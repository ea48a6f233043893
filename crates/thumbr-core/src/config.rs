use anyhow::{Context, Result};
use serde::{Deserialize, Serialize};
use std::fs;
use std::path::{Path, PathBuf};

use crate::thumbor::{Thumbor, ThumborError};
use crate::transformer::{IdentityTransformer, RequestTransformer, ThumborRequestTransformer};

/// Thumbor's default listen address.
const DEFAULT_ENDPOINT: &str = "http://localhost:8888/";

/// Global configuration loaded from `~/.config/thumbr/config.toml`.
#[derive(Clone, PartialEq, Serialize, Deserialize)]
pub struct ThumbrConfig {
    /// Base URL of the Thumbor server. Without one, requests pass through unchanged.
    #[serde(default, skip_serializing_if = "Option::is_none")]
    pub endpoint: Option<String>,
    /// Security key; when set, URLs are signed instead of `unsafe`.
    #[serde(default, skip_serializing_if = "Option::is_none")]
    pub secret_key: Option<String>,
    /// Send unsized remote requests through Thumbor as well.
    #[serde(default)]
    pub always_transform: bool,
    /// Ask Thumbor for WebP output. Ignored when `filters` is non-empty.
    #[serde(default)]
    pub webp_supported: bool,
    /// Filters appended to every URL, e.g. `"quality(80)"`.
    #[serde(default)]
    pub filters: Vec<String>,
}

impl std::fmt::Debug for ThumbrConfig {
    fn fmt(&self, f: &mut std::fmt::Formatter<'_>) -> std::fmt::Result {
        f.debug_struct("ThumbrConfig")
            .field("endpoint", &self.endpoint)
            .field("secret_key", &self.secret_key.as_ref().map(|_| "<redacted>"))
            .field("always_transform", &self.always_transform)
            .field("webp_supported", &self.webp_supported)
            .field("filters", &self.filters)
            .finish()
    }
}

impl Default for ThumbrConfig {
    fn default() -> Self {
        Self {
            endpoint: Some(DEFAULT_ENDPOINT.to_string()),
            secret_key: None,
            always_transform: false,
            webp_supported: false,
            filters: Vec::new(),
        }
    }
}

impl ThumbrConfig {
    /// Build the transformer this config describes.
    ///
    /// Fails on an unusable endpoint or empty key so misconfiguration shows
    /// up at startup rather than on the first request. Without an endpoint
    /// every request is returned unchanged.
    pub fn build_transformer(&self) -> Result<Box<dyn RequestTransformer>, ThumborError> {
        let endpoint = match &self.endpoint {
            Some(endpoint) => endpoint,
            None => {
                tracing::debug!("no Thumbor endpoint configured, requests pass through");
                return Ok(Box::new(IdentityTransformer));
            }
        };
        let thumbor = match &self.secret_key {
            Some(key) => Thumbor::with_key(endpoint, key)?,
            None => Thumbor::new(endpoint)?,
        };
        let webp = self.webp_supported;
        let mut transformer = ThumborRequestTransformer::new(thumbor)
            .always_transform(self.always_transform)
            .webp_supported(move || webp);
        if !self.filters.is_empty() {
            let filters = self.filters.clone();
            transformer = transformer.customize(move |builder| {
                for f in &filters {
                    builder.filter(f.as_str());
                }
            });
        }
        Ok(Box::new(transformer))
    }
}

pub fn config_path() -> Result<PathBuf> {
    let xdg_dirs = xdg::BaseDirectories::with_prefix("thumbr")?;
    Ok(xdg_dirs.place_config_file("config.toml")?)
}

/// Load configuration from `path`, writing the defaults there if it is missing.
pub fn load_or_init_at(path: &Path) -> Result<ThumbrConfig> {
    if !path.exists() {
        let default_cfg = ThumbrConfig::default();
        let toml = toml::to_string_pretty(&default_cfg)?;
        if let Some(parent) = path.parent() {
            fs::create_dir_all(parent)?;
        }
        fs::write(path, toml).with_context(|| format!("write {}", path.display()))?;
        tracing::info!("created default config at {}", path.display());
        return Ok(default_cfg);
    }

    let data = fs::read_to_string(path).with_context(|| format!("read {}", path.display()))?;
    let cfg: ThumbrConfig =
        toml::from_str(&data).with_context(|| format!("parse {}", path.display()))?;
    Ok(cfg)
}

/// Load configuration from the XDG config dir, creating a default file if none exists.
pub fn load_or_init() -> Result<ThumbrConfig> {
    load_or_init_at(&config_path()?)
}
########################################
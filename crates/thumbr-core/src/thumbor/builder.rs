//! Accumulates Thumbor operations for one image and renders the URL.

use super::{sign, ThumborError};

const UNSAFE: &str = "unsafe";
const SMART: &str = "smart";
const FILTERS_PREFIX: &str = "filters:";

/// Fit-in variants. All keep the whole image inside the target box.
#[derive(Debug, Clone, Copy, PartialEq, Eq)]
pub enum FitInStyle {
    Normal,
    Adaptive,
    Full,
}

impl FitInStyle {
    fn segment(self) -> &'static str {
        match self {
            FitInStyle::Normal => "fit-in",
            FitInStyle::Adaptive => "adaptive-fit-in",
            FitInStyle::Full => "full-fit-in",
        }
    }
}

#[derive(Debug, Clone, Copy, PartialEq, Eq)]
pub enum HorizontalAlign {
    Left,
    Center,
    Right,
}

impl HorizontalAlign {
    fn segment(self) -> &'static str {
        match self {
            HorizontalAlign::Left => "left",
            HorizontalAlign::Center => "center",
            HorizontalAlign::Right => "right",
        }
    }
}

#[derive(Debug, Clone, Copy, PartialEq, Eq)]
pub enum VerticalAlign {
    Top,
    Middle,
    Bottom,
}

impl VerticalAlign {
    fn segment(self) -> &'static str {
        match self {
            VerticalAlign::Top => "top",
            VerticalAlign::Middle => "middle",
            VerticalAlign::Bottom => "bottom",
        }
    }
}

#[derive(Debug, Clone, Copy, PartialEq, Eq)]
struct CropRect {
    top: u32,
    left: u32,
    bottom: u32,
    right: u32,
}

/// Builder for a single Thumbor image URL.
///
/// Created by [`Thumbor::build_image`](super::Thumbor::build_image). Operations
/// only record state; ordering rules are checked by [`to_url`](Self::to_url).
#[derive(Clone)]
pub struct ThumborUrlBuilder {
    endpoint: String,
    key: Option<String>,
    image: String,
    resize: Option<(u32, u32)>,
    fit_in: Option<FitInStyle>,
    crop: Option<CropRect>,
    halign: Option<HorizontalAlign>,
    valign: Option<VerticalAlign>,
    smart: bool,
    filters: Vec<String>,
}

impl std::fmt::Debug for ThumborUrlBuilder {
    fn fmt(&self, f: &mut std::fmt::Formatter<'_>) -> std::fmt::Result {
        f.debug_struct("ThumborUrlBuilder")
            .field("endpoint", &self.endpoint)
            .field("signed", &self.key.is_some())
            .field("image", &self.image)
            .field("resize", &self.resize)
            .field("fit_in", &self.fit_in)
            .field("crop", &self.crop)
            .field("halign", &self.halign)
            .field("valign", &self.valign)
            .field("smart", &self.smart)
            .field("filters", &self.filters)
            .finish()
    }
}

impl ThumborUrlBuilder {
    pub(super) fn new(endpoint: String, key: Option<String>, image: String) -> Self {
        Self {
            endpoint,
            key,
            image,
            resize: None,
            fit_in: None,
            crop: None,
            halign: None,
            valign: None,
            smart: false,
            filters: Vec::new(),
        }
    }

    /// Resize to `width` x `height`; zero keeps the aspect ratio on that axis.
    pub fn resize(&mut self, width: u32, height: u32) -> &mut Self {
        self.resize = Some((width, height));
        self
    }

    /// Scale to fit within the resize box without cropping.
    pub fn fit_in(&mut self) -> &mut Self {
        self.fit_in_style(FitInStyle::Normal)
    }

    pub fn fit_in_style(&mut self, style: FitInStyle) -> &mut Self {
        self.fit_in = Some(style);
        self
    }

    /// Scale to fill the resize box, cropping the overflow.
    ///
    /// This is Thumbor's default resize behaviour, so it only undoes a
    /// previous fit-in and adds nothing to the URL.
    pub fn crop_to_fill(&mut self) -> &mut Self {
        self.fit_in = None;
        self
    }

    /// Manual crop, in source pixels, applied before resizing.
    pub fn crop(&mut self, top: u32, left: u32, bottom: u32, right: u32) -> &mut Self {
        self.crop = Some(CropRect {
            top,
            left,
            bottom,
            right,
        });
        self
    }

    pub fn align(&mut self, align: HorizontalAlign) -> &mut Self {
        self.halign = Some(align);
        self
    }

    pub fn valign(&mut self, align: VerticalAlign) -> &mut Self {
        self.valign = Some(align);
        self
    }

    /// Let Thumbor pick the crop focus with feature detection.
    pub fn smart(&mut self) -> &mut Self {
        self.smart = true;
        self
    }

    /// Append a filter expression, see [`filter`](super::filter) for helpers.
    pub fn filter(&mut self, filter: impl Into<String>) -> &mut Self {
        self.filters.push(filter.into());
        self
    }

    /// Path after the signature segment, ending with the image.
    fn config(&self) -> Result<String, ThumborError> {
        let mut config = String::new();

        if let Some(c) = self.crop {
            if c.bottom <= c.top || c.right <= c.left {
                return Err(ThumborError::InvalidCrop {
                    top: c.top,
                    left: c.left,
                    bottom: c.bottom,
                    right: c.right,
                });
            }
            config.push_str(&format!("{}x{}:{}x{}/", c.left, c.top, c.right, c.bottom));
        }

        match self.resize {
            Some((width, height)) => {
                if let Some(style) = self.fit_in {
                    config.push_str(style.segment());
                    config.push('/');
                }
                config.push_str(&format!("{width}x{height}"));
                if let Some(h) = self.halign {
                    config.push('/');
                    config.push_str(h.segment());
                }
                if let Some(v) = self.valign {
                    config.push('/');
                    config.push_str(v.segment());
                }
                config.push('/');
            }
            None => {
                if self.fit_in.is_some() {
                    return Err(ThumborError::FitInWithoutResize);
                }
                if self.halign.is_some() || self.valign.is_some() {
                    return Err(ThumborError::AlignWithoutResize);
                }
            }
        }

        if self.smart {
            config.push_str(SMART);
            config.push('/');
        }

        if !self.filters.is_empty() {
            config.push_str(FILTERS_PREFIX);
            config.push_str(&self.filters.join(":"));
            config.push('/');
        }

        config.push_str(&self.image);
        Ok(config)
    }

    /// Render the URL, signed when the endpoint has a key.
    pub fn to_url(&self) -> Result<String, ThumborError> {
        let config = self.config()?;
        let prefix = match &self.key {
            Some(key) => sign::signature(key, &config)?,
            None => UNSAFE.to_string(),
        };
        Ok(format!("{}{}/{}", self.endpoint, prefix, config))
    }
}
########################################
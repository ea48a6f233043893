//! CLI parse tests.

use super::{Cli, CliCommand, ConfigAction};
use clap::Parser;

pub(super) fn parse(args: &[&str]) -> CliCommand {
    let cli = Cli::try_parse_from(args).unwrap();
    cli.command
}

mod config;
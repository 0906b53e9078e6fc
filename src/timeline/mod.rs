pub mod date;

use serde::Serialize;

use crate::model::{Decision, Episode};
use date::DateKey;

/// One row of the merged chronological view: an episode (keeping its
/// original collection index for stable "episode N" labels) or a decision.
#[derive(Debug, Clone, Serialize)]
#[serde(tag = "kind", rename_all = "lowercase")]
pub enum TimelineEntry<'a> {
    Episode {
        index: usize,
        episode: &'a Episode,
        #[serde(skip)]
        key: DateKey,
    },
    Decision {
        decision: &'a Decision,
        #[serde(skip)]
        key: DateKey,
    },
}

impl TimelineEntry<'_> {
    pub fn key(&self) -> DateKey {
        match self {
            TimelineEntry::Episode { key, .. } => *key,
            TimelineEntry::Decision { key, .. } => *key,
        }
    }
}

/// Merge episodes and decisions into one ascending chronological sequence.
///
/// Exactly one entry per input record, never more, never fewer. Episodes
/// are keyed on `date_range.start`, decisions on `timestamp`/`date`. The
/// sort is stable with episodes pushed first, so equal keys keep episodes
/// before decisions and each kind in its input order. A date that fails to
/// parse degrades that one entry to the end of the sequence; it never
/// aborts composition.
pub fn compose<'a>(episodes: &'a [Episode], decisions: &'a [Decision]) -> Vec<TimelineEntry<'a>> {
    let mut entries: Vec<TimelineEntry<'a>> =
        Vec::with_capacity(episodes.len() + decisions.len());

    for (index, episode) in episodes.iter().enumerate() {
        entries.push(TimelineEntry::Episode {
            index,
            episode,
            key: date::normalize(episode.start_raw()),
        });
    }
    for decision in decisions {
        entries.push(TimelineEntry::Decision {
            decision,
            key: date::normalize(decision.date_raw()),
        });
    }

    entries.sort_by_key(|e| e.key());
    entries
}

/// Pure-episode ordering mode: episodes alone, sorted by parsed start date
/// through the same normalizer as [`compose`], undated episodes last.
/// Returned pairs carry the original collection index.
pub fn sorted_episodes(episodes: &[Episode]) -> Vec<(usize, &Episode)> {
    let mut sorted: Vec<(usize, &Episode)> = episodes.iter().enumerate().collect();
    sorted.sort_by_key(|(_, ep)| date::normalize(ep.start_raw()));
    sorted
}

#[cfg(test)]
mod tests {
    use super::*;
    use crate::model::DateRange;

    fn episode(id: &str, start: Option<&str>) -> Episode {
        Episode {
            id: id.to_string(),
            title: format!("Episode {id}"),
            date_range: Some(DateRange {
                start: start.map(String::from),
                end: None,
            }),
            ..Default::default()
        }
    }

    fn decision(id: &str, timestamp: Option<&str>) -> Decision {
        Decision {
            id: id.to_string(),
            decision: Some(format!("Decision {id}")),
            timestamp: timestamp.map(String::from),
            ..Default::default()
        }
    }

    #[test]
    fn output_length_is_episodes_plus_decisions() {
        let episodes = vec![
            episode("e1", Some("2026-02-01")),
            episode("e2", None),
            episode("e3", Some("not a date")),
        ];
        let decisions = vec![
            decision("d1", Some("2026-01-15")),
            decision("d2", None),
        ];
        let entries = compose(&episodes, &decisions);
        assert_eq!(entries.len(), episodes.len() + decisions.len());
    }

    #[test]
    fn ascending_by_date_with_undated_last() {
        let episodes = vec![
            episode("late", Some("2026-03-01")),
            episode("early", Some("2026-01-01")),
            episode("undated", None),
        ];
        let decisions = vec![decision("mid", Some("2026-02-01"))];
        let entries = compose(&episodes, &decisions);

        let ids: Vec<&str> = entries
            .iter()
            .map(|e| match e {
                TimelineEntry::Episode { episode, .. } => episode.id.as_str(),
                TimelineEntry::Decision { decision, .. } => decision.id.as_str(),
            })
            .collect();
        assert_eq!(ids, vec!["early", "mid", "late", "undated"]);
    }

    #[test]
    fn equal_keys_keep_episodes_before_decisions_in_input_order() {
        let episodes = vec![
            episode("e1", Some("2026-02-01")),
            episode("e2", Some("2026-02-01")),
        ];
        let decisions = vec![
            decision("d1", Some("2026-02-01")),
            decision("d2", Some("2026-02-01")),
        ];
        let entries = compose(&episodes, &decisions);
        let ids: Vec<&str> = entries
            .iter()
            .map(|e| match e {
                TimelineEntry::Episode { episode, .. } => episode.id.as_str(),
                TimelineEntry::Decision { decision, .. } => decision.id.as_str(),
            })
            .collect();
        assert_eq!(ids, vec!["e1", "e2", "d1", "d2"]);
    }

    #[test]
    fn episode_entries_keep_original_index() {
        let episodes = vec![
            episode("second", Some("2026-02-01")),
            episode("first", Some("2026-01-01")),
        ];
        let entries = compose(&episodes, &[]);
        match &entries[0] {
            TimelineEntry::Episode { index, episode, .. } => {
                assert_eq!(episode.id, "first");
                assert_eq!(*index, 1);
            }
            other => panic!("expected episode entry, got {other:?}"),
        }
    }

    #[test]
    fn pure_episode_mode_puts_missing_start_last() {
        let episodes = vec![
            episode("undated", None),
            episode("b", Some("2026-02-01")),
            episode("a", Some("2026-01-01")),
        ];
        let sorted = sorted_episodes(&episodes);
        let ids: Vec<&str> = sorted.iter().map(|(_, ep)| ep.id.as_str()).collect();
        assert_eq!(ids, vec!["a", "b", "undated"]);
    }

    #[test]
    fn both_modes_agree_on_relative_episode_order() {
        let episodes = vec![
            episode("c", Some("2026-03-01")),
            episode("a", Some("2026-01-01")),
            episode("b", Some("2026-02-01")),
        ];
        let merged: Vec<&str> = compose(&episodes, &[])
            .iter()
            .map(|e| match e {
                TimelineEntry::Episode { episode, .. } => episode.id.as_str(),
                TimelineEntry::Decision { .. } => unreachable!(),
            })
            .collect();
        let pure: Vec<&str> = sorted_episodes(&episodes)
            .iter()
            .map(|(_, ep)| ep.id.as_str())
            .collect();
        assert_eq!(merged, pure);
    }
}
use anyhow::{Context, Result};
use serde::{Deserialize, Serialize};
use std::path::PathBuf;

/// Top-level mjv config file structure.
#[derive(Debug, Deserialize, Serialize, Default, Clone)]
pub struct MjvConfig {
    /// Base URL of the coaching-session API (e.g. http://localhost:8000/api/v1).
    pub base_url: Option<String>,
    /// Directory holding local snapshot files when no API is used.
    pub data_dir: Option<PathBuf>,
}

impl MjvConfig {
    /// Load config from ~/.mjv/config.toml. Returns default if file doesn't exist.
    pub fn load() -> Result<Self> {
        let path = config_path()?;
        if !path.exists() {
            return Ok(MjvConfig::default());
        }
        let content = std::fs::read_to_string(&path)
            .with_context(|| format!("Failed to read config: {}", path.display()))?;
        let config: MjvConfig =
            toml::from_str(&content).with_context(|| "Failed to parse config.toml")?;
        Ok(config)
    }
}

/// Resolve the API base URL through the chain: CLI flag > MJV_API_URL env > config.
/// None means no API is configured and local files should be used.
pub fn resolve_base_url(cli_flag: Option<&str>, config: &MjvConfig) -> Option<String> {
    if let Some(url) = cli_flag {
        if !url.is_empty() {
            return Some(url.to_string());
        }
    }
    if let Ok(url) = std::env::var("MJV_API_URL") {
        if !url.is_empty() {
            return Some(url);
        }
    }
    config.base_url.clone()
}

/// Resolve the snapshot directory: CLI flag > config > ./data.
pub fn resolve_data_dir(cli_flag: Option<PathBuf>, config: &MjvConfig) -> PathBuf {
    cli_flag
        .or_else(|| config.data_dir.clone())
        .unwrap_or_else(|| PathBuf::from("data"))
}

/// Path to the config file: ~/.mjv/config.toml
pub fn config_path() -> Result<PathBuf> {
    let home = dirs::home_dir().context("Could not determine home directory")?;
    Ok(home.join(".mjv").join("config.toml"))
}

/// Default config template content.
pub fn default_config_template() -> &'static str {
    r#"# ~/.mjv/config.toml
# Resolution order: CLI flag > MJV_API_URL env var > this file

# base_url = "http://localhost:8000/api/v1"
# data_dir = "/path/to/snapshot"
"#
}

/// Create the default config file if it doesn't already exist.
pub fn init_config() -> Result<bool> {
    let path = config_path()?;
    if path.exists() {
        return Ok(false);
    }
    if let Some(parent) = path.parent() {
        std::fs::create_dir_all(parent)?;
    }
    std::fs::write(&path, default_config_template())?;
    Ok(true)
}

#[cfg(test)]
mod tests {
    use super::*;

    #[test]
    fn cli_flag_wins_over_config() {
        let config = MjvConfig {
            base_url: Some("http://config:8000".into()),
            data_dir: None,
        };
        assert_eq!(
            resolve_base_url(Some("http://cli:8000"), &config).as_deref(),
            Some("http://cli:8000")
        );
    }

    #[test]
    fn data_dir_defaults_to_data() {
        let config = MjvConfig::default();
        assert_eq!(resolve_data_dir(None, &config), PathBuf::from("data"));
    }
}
########################################
**Requirement**
Search the records above for the word "parent", then say how many lines contain it. Give the number alone.

**Written answer**
4